The nation's Roman Catholic bishops are convening a meeting that has an unusually light agenda — in public, that is.
Sessions are to be open to the news media and observers from Monday through midday Tuesday. But after that, the bishops will continue to discuss church business behind closed doors for another day or two — perhaps treating delicate topics such as Catholic politicians, the sex-abuse crisis or the ongoing review of seminaries.
This is scheduled to be the bishops' most secretive November session since they decided to open up their gatherings in 1972. The hierarchy also meets each June, and occasionally those sessions have been entirely private.
The unusual degree of closed-door deliberations this time is not a policy change but rather the product of an unusually short list of items that require formal action, said Monsignor Francis Maniscalco, spokesman for the U.S. Conference of Catholic Bishops.
The public agenda includes a statement reaffirming opposition to the death penalty, policies for lay ministers who help overcome the church's priest shortage, liturgical and administrative matters, reports and elections.
Bishops' meetings at the Vatican and in other nations are usually secret, and over recent years some U.S. bishops have said their gatherings should provide more time in private.
"The reason I've often heard from bishops for the growing use of executive sessions is that bishops are more comfortable that way," said Russell Shaw, who was the hierarchy's information director when the open-meetings policy began. "I don't begrudge them comfort but there are larger issues at stake here than anyone's comfort level."

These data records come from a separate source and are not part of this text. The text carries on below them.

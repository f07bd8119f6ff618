//! Builds the provider list from configuration.

use std::sync::Arc;

use ioc_intel::providers::{
    AbuseIpDbConfig, AbuseIpDbProvider, OtxConfig, OtxProvider, UrlscanConfig, UrlscanProvider,
    VirusTotalConfig, VirusTotalProvider,
};
use ioc_intel::{IndicatorKind, SourceKind, ThreatProvider};
use serde::Serialize;

use crate::config::ProvidersConfig;

/// Instantiate every enabled built-in provider.
///
/// Missing credentials do not exclude a provider here; the orchestrator
/// skips it through [`ThreatProvider::is_configured`].
pub fn build_providers(config: &ProvidersConfig) -> Vec<Arc<dyn ThreatProvider>> {
    let default_timeout = config.timeout_seconds;
    let mut providers: Vec<Arc<dyn ThreatProvider>> = Vec::new();

    let settings = &config.virustotal;
    if settings.enabled {
        let mut vt = VirusTotalConfig::default().with_timeout(settings.timeout(default_timeout));
        vt.api_key.clone_from(&settings.api_key);
        if let Some(url) = &settings.base_url {
            vt = vt.with_base_url(url);
        }
        providers.push(Arc::new(VirusTotalProvider::new(vt)));
    }

    let settings = &config.abuseipdb;
    if settings.enabled {
        let mut abuse = AbuseIpDbConfig::default().with_timeout(settings.timeout(default_timeout));
        abuse.api_key.clone_from(&settings.api_key);
        if let Some(url) = &settings.base_url {
            abuse = abuse.with_base_url(url);
        }
        providers.push(Arc::new(AbuseIpDbProvider::new(abuse)));
    }

    let settings = &config.otx;
    if settings.enabled {
        let mut otx = OtxConfig::default().with_timeout(settings.timeout(default_timeout));
        otx.api_key.clone_from(&settings.api_key);
        if let Some(url) = &settings.base_url {
            otx = otx.with_base_url(url);
        }
        providers.push(Arc::new(OtxProvider::new(otx)));
    }

    let settings = &config.urlscan;
    if settings.enabled {
        let mut urlscan = UrlscanConfig::default().with_timeout(settings.timeout(default_timeout));
        urlscan.api_key.clone_from(&settings.api_key);
        if let Some(url) = &settings.base_url {
            urlscan = urlscan.with_base_url(url);
        }
        providers.push(Arc::new(UrlscanProvider::new(urlscan)));
    }

    tracing::debug!(count = providers.len(), "providers registered");
    providers
}

/// What a registered provider can do right now.
#[derive(Debug, Clone, PartialEq, Eq, Serialize)]
pub struct ProviderStatus {
    pub name: String,
    pub source: SourceKind,
    pub configured: bool,
    pub supported_kinds: Vec<IndicatorKind>,
    pub timeout_seconds: u64,
}

impl ProviderStatus {
    pub fn of(provider: &dyn ThreatProvider) -> Self {
        Self {
            name: provider.name().to_owned(),
            source: provider.source(),
            configured: provider.is_configured(),
            supported_kinds: IndicatorKind::all()
                .iter()
                .copied()
                .filter(|kind| provider.supports(*kind))
                .collect(),
            timeout_seconds: provider.timeout().as_secs(),
        }
    }
}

To Shaw, closed meetings are "a matter of serious concern for Catholics and for others who feel they have a stake in what the bishops do, and have a legitimate right to know what's going on among the leaders of the church."
The topics treated in secret are not disclosed, but there's no shortage of sensitive possibilities to take up. Among them:
—Continuing financial threats and legal tangles for U.S. Catholicism resulting from clergy sex-abuse scandals.

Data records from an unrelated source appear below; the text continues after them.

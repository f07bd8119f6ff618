//! Serializable analysis reports.

use std::collections::BTreeMap;
use std::time::Duration;

use chrono::{DateTime, Utc};
use ioc_intel::{Indicator, IndicatorKind, OutcomeState, Outcomes, SourceKind, VerdictResult};
use serde::{Deserialize, Serialize};
use uuid::Uuid;

/// One analyzed indicator, as emitted by the CLI.
#[derive(Debug, Clone, PartialEq, Serialize, Deserialize)]
pub struct AnalysisReport {
    pub id: Uuid,
    /// The indicator as supplied.
    pub indicator: String,
    /// The normalized form sent to providers.
    pub normalized: String,
    pub kind: IndicatorKind,
    #[serde(flatten)]
    pub result: VerdictResult,
    /// How each queried provider answered.
    pub outcomes: BTreeMap<String, OutcomeSummary>,
    pub analyzed_at: DateTime<Utc>,
    pub duration_ms: u64,
    /// Served from the verdict cache.
    pub cached: bool,
}

/// Provider answer without its raw payload.
#[derive(Debug, Clone, PartialEq, Serialize, Deserialize)]
pub struct OutcomeSummary {
    pub source: SourceKind,
    pub state: OutcomeState,
    #[serde(default, skip_serializing_if = "Option::is_none")]
    pub error: Option<String>,
}

impl AnalysisReport {
    pub fn new(
        indicator: &Indicator,
        result: VerdictResult,
        outcomes: &Outcomes,
        elapsed: Duration,
    ) -> Self {
        let outcomes = outcomes
            .iter()
            .map(|(name, outcome)| {
                let summary = OutcomeSummary {
                    source: outcome.source,
                    state: outcome.state,
                    error: outcome.error().map(str::to_owned),
                };
                (name.clone(), summary)
            })
            .collect();

        Self {
            id: Uuid::new_v4(),
            indicator: indicator.raw().trim().to_owned(),
            normalized: indicator.normalized().to_owned(),
            kind: indicator.kind(),
            result,
            outcomes,
            analyzed_at: Utc::now(),
            duration_ms: u64::try_from(elapsed.as_millis()).unwrap_or(u64::MAX),
            cached: false,
        }
    }
}

/// Result of a batch run, in input order.
#[derive(Debug, Clone, Serialize, Deserialize)]
pub struct BatchReport {
    pub total: usize,
    pub succeeded: usize,
    pub reports: Vec<AnalysisReport>,
    pub failed: Vec<FailedIndicator>,
    /// Number of reports per verdict name.
    pub verdicts: BTreeMap<String, usize>,
    pub duration_ms: u64,
}

impl BatchReport {
    pub fn new(reports: Vec<AnalysisReport>, failed: Vec<FailedIndicator>, elapsed: Duration) -> Self {
        let mut verdicts = BTreeMap::new();
        for report in &reports {
            *verdicts
                .entry(report.result.verdict.as_str().to_owned())
                .or_insert(0) += 1;
        }
        Self {
            total: reports.len() + failed.len(),
            succeeded: reports.len(),
            reports,
            failed,
            verdicts,
            duration_ms: u64::try_from(elapsed.as_millis()).unwrap_or(u64::MAX),
        }
    }
}

/// An input that could not be analyzed.
#[derive(Debug, Clone, PartialEq, Eq, Serialize, Deserialize)]
pub struct FailedIndicator {
    pub indicator: String,
    pub reason: String,
}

—The inspection of all U.S. seminaries being directed by the Vatican, an effort that resulted from the abuse crisis.
—Church policy on gays in seminaries and the priesthood, on which a Vatican pronouncement is expected soon.

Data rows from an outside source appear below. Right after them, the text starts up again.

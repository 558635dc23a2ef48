//! Virtual Siddler device: a SID register-event pipeline and audio engine.
//!
//! Hosts stream FDIS-framed SID register writes (plus out-of-band control
//! commands) to the device; the engine delivers each write to a pair of
//! emulated SID chips at the exact SID-clock cycle it becomes due and
//! renders synchronized stereo PCM.
//!
//! The pipeline, back to front:
//! - [`transport`]: the USB-CDC stand-in, a Unix-socket host link with the
//!   READY handshake and non-blocking, flow-gated reads.
//! - [`parser`]: resynchronizing frame parser; survives arbitrary garbage
//!   on the wire by byte-sliding back to the frame magic.
//! - [`pipeline`]: routes parsed events into the lossy host staging queue,
//!   commands into the engine, and frame stats into telemetry; drains the
//!   staging queue into the engine with clock scaling.
//! - [`engine`]: the cycle-accurate scheduler over two [`sid_cell::SidCell`]s,
//!   one stereo sample per call.
//! - [`audio`]: cpal output stream and the whole-buffer sample pump.
//! - [`flow`], [`telemetry`]: watermark flow control and the status page.
//!
//! Overload never fails hard: full queues drop their oldest event and fold
//! its delta into the successor, so scheduled time stays aligned and every
//! loss is counted.

pub mod audio;
pub mod config;
pub mod engine;
pub mod flow;
pub mod parser;
pub mod pipeline;
pub mod protocol;
pub mod sid_cell;
pub mod telemetry;
#[cfg(unix)]
pub mod transport;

—The question of whether to limit access to Communion or take other actions in 2006 against Catholic politicians who oppose church teaching on abortion or gay marriage.
On the question of Catholic politicians, an international synod of bishops at the Vatican last month declared they have a grave responsibility to uphold church teachings. However, it set no strict rules on admitting them to Communion, saying bishops should exercise "firmness and prudence" in their local situations.
A bishops' task force led by Washington's Cardinal Theodore McCarrick plans to seek advice on this at meetings with Catholic Democrats and Republicans who were recommended by their local bishops. The bishops' headquarters declined to provide further details.